▼
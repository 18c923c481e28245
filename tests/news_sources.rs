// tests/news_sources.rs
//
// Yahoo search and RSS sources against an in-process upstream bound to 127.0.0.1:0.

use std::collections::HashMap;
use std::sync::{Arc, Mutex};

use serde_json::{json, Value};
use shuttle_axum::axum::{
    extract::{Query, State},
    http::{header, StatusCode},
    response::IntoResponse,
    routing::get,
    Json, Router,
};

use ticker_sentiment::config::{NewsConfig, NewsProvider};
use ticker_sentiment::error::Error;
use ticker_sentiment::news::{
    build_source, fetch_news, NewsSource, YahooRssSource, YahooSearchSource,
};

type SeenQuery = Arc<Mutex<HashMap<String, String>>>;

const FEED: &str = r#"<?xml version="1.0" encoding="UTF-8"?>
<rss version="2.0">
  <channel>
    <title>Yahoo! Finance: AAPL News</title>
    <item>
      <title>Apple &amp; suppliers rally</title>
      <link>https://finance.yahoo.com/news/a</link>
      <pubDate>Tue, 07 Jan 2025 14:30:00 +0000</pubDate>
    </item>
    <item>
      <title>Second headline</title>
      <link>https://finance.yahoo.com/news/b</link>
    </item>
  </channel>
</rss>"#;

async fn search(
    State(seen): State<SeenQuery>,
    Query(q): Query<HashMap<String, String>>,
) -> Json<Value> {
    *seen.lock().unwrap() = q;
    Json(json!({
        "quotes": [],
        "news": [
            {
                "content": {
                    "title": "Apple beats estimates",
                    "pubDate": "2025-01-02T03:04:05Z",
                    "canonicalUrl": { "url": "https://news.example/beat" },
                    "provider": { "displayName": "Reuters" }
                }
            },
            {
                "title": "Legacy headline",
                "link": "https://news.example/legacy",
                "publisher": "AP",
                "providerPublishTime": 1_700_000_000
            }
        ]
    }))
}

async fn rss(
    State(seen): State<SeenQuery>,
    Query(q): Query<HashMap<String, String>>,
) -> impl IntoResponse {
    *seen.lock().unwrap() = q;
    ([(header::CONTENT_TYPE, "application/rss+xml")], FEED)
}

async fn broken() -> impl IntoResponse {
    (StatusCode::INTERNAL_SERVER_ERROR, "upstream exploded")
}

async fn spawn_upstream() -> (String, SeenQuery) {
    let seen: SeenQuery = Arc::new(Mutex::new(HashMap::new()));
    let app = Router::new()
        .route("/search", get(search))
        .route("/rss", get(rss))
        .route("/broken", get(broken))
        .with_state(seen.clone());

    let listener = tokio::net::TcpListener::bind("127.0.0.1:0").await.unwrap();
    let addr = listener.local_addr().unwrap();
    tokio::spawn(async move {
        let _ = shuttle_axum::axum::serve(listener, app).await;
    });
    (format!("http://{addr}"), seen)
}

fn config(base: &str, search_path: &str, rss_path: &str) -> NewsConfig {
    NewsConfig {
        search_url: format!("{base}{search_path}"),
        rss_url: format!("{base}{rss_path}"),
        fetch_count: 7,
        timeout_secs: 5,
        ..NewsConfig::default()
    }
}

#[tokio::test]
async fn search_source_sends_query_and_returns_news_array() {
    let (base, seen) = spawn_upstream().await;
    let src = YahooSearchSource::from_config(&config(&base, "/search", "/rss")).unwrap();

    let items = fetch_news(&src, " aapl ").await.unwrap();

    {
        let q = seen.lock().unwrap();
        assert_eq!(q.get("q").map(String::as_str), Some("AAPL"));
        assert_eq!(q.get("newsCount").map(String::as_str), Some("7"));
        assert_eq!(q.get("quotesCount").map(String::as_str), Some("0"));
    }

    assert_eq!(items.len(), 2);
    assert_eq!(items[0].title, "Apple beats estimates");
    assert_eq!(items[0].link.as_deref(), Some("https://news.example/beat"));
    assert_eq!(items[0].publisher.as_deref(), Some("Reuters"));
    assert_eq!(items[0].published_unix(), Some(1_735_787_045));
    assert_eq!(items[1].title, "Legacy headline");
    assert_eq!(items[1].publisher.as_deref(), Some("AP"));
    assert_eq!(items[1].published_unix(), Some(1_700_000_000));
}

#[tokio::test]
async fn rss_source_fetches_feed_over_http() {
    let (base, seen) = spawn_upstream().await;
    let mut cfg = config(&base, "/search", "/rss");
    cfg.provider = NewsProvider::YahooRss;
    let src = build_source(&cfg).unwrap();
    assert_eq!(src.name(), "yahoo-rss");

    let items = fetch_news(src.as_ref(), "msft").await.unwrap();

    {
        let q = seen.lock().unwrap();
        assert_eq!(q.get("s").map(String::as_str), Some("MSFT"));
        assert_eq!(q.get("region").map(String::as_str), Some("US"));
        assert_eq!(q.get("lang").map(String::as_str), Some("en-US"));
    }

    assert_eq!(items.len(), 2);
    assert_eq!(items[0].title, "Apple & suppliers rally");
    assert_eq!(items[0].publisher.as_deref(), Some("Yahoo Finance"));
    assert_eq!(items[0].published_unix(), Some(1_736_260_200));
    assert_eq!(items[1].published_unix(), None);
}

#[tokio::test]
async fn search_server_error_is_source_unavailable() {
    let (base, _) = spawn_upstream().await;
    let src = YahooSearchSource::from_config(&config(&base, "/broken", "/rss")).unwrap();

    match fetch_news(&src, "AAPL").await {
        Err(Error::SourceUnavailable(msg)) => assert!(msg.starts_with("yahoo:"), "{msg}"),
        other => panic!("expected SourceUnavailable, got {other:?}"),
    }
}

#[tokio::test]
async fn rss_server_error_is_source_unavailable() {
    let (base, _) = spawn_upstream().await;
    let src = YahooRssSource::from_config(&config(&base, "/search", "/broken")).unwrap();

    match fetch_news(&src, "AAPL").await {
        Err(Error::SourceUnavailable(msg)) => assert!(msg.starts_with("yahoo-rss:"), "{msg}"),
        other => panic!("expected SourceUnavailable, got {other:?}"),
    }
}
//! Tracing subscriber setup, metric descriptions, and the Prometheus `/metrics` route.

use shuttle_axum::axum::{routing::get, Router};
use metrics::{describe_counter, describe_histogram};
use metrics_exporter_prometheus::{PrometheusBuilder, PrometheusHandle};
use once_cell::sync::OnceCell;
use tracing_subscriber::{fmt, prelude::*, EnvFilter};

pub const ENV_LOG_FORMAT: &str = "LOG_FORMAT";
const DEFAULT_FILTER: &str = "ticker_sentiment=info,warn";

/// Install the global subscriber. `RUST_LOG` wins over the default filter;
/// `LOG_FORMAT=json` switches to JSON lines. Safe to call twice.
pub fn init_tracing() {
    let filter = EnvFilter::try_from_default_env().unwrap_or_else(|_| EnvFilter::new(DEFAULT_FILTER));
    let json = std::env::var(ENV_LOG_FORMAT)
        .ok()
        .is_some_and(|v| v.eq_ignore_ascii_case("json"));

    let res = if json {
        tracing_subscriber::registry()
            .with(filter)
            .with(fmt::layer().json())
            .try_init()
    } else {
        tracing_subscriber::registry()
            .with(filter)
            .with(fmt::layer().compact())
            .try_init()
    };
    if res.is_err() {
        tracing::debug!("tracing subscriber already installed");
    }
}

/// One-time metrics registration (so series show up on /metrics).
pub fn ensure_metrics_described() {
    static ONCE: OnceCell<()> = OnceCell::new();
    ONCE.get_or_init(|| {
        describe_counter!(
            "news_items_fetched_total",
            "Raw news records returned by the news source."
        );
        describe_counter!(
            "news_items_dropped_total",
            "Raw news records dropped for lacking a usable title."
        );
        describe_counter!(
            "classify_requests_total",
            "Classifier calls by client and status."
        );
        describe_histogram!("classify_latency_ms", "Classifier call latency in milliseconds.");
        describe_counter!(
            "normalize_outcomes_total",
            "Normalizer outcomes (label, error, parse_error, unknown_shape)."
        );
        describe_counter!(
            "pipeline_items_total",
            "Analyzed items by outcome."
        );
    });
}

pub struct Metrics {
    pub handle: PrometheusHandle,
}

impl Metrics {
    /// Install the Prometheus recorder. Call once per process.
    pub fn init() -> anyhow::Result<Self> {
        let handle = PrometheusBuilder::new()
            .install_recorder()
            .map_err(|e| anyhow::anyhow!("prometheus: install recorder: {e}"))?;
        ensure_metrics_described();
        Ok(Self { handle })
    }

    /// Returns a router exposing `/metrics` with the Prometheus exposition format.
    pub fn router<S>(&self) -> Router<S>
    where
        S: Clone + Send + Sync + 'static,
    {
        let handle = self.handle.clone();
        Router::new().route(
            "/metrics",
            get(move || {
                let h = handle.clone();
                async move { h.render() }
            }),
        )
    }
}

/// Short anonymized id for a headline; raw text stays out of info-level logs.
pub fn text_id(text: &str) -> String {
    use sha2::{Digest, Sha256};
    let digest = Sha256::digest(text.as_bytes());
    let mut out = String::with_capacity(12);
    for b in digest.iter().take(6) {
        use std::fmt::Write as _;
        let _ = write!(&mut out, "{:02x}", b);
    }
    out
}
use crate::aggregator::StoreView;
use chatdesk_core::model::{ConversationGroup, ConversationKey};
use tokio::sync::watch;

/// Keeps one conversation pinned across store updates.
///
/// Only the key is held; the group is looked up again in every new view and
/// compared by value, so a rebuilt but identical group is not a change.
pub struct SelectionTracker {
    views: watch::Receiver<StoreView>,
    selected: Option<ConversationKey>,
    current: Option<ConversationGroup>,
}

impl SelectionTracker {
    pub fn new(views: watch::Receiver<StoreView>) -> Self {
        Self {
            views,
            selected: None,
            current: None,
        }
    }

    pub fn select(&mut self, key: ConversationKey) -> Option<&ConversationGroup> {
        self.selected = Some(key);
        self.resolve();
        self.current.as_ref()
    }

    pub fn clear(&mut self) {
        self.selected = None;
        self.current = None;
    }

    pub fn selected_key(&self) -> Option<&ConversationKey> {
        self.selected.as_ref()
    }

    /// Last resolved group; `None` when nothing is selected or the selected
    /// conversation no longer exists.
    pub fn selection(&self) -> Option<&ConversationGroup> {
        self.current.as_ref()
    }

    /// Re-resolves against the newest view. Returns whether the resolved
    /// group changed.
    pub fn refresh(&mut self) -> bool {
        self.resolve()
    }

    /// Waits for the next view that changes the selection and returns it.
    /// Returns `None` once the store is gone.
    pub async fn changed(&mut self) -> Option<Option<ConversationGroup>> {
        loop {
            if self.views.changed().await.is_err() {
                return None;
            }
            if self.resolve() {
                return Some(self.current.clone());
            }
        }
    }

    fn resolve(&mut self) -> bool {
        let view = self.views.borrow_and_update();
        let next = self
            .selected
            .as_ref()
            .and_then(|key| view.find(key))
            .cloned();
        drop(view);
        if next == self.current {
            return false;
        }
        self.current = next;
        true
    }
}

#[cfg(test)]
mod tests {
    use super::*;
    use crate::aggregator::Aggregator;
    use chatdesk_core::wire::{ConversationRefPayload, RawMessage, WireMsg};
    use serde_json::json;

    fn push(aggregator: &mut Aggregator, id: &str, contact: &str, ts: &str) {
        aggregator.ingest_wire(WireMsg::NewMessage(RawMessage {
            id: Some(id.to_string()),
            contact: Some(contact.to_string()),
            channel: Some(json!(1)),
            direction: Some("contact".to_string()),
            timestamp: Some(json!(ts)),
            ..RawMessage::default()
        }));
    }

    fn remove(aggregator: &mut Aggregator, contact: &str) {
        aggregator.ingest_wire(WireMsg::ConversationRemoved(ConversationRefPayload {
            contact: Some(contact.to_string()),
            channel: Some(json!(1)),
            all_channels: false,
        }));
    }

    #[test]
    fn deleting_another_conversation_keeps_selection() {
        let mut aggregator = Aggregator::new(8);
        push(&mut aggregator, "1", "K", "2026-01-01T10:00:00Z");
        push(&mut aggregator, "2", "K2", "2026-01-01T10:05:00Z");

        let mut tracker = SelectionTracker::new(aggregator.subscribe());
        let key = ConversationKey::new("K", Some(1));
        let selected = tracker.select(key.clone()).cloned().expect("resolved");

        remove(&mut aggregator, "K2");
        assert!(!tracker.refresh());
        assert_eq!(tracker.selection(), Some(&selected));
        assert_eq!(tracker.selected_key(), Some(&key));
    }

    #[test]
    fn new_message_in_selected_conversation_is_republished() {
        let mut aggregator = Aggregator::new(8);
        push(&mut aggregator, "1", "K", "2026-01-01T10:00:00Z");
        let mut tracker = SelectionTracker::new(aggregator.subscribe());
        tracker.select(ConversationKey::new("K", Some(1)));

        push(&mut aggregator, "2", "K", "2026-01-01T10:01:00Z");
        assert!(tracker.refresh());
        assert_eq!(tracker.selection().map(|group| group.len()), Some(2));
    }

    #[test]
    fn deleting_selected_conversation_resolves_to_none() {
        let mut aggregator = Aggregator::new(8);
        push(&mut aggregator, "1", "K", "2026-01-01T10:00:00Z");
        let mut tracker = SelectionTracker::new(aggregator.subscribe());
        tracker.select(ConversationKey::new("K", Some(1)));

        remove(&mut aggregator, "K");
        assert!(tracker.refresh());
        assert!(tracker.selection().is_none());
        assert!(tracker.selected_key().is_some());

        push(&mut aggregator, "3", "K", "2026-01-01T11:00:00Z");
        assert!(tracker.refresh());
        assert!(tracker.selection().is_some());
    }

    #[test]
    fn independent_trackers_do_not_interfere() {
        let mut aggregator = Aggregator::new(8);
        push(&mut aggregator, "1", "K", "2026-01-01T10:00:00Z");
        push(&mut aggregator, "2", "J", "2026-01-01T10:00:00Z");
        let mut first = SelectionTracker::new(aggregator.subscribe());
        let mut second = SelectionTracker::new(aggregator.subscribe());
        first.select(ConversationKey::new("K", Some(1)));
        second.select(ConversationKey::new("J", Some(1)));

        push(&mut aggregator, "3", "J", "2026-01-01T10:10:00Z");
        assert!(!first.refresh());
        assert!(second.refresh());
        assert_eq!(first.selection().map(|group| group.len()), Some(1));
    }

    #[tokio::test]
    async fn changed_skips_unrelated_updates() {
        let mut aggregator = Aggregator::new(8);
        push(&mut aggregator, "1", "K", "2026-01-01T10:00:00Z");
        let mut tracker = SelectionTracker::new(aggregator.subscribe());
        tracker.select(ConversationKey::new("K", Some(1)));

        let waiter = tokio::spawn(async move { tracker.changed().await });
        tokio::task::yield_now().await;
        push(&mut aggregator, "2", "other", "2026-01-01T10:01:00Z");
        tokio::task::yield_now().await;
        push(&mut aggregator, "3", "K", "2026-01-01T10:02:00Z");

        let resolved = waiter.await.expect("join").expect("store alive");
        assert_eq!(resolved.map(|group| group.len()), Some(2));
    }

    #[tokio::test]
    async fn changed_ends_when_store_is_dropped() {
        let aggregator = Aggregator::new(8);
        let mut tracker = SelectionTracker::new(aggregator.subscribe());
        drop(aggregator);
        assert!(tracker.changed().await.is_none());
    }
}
▲
◆ What you need to do:
Which lines above include the string "listener"? Show them.

◆ Output for this exercise:
    let listener = tokio::net::TcpListener::bind("127.0.0.1:0").await.unwrap();
    let addr = listener.local_addr().unwrap();
        let _ = shuttle_axum::axum::serve(listener, app).await;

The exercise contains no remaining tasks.